Juru bicara pemerintah untuk penanganan Covid-19, Wiku Adisasmito, pada akhir April lalu menyebutkan putusan MA tersebut telah menjadi payung hukum untuk penyediaan vaksin Covid-19 halal di Tanah Air. Saat ini, kata dia, pemerintah telah memprioritaskan penggunaan vaksin yang telah mendapatkan sertifikat halal untuk kaum muslim.

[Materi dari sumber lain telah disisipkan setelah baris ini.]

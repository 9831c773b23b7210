use std::sync::Arc;
use std::time::Duration;

use tracing::{info, warn};
use ulid::Ulid;

use crate::engine::{now_ms, Engine};
use crate::limits::{SWEEP_BATCH_SIZE, SWEEP_WINDOW_MS};
use crate::mailer::Mailer;
use crate::model::Ms;
use crate::notify::{deliver_booking, Delivery};
use crate::observability;

#[derive(Debug, Clone, PartialEq, Eq)]
pub struct SweepResult {
    pub booking_id: Ulid,
    pub success: bool,
    pub error: Option<String>,
}

/// Retry notifications for recent bookings whose customer was never reached.
///
/// Looks at most `SWEEP_BATCH_SIZE` bookings created in the last
/// `SWEEP_WINDOW_MS`, oldest first. One failure never stops the rest of the batch.
pub async fn sweep_once(engine: &Engine, mailer: &dyn Mailer, now: Ms) -> Vec<SweepResult> {
    let candidates = engine
        .unconfirmed_bookings(now, SWEEP_WINDOW_MS, SWEEP_BATCH_SIZE)
        .await;
    metrics::histogram!(observability::SWEEP_BATCH_SIZE).record(candidates.len() as f64);

    let mut results = Vec::with_capacity(candidates.len());
    for booking in candidates {
        let result = match deliver_booking(engine, mailer, booking.id).await {
            Ok(Delivery::Sent | Delivery::AlreadyConfirmed) => SweepResult {
                booking_id: booking.id,
                success: true,
                error: None,
            },
            Ok(Delivery::InFlight) => SweepResult {
                booking_id: booking.id,
                success: false,
                error: Some("delivery already in progress".into()),
            },
            Err(e) => {
                warn!(booking = %booking.id, "sweep delivery failed: {e}");
                SweepResult {
                    booking_id: booking.id,
                    success: false,
                    error: Some(e.to_string()),
                }
            }
        };
        results.push(result);
    }
    results
}

/// Background task that runs the sweep on a fixed interval.
pub async fn run_sweeper(engine: Arc<Engine>, mailer: Arc<dyn Mailer>, every: Duration) {
    let mut interval = tokio::time::interval(every);
    interval.tick().await;
    loop {
        interval.tick().await;
        let results = sweep_once(&engine, mailer.as_ref(), now_ms()).await;
        if !results.is_empty() {
            let delivered = results.iter().filter(|r| r.success).count();
            info!(attempted = results.len(), delivered, "notification sweep");
        }
    }
}

/// Background task that compacts the ledger once enough appends pile up.
pub async fn run_compactor(engine: Arc<Engine>, threshold: u64) {
    let mut interval = tokio::time::interval(Duration::from_secs(60));
    loop {
        interval.tick().await;
        let appends = engine.wal_appends_since_compact().await;
        if appends < threshold {
            continue;
        }
        match engine.compact_wal().await {
            Ok(()) => info!(appends, "ledger compacted"),
            Err(e) => warn!("ledger compaction failed: {e}"),
        }
    }
}
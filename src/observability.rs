use std::net::SocketAddr;

use crate::sql::Command;

// ── RED metrics (request-driven) ────────────────────────────────

/// Counter: total queries executed. Labels: command, status.
pub const QUERIES_TOTAL: &str = "slotline_queries_total";

/// Histogram: query latency in seconds. Labels: command.
pub const QUERY_DURATION_SECONDS: &str = "slotline_query_duration_seconds";

/// Counter: reservation attempts. Labels: outcome (committed or an error kind).
pub const RESERVATIONS_TOTAL: &str = "slotline_reservations_total";

/// Counter: reservations that gave up waiting for the service lock.
pub const RESERVE_LOCK_TIMEOUTS_TOTAL: &str = "slotline_reserve_lock_timeouts_total";

// ── Notifications ───────────────────────────────────────────────

/// Counter: bookings handed to the dispatcher queue.
pub const NOTIFY_ENQUEUED_TOTAL: &str = "slotline_notify_enqueued_total";

/// Counter: bookings not queued for immediate delivery. Labels: reason.
/// The sweep picks these up later.
pub const NOTIFY_DROPPED_TOTAL: &str = "slotline_notify_dropped_total";

/// Counter: delivery attempts. Labels: outcome (sent, failed).
pub const NOTIFY_DELIVERIES_TOTAL: &str = "slotline_notify_deliveries_total";

/// Histogram: bookings picked up per sweep run.
pub const SWEEP_BATCH_SIZE: &str = "slotline_sweep_batch_size";

// ── USE metrics (resource utilization) ──────────────────────────

/// Gauge: active TCP connections.
pub const CONNECTIONS_ACTIVE: &str = "slotline_connections_active";

/// Counter: total connections accepted.
pub const CONNECTIONS_TOTAL: &str = "slotline_connections_total";

/// Counter: connections rejected due to limit.
pub const CONNECTIONS_REJECTED_TOTAL: &str = "slotline_connections_rejected_total";

/// Counter: startup and resolution auth failures.
pub const AUTH_FAILURES_TOTAL: &str = "slotline_auth_failures_total";

/// Histogram: WAL group-commit flush duration in seconds.
pub const WAL_FLUSH_DURATION_SECONDS: &str = "slotline_wal_flush_duration_seconds";

/// Histogram: WAL group-commit batch size (events per flush).
pub const WAL_FLUSH_BATCH_SIZE: &str = "slotline_wal_flush_batch_size";

/// Install the Prometheus exporter on the given port. No-op if port is None.
pub fn init(port: Option<u16>) -> Result<(), Box<dyn std::error::Error>> {
    let Some(port) = port else { return Ok(()) };
    let addr: SocketAddr = ([0, 0, 0, 0], port).into();
    metrics_exporter_prometheus::PrometheusBuilder::new()
        .with_http_listener(addr)
        .install()?;
    tracing::info!("metrics endpoint: http://0.0.0.0:{port}/metrics");
    Ok(())
}

/// Map a Command variant to a short label for metrics.
pub fn command_label(cmd: &Command) -> &'static str {
    match cmd {
        Command::InsertOwner { .. } => "insert_owner",
        Command::InsertBusiness { .. } => "insert_business",
        Command::InsertBusinessHours { .. } => "insert_business_hours",
        Command::InsertService { .. } => "insert_service",
        Command::InsertServiceAvailability { .. } => "insert_service_availability",
        Command::DeleteServiceAvailability { .. } => "delete_service_availability",
        Command::InsertBooking { .. } => "insert_booking",
        Command::InsertBookingStatus { .. } => "insert_booking_status",
        Command::DeleteBooking { .. } => "delete_booking",
        Command::SelectSlots { .. } => "select_slots",
        Command::SelectServices => "select_services",
        Command::SelectServiceAvailability { .. } => "select_service_availability",
        Command::SelectBusinessInfo => "select_business_info",
        Command::SelectBusinessHours => "select_business_hours",
        Command::SelectBooking { .. } => "select_booking",
        Command::SweepNotifications => "sweep_notifications",
    }
}
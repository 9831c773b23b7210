use crate::model::Ms;

pub const MAX_OWNERS: usize = 10_000;
pub const MAX_BUSINESSES: usize = 10_000;
pub const MAX_SERVICES_PER_BUSINESS: usize = 500;
pub const MAX_ACTIVE_BOOKINGS_PER_SERVICE: usize = 100_000;

pub const MAX_NAME_LEN: usize = 256;
pub const MAX_CATEGORY_LEN: usize = 128;
pub const MAX_EMAIL_LEN: usize = 320;
pub const MAX_PHONE_LEN: usize = 32;
pub const MAX_NOTES_LEN: usize = 2_000;
pub const MAX_API_KEY_LEN: usize = 512;
pub const MIN_API_KEY_LEN: usize = 16;

/// Widest date range a single slot listing may cover, inclusive.
pub const MAX_SLOT_QUERY_DAYS: i64 = 92;

/// Longest bookable service, in minutes.
pub const MAX_SERVICE_DURATION_MIN: u16 = 24 * 60;

/// Unconfirmed bookings older than this are left alone by the retry sweep.
pub const SWEEP_WINDOW_MS: Ms = 7 * 24 * 3_600_000;

/// Bookings re-attempted per sweep run.
pub const SWEEP_BATCH_SIZE: usize = 50;
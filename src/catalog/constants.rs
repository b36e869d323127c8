/// Smallest size text geometry is laid out at; anything smaller is drawn at this size and scaled
/// down.
pub const MIN_TEXT_SIZE: f64 = 0.01;

/// Floor for `display_scale` so tiny entries never end up with a degenerate zero scale.
pub const SMALLEST_POSITIVE_SCALE: f64 = f64::from_bits(1);

/// Saturation and lightness for entries that don't specify a color (hue is random).
pub const FALLBACK_COLOR_SATURATION: f32 = 0.6;
pub const FALLBACK_COLOR_LIGHTNESS: f32 = 0.6;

Dia juga menyatakan kapasitas produksi vaksin halal seperti Sinovac dan yang lainnya terus meningkat.
"Maka penggunaan vaksin Covid-19 untuk umat Muslim akan digantikan sepenuhnya dengan vaksin yang sudah mendapatkan fatwa halal," kata Wiku dalam keterangan pers, Rabu, 27 April 2022.
Sejauh ini, MUI telah mengeluarkan empat sertifikat halal untuk vaksin Covid-19. Keempat vaksin halal itu adalah Sinovac, vaksin Merah Putih, vaksin GEN2-Recombinant Covid-19 dan Vaksin Vifivax. Sementara untuk vaksin AstraZeneca, Pfizer, Moderna dan lainnya belum jelas status halal haramnya namun bisa digunakan dalam kondisi darurat.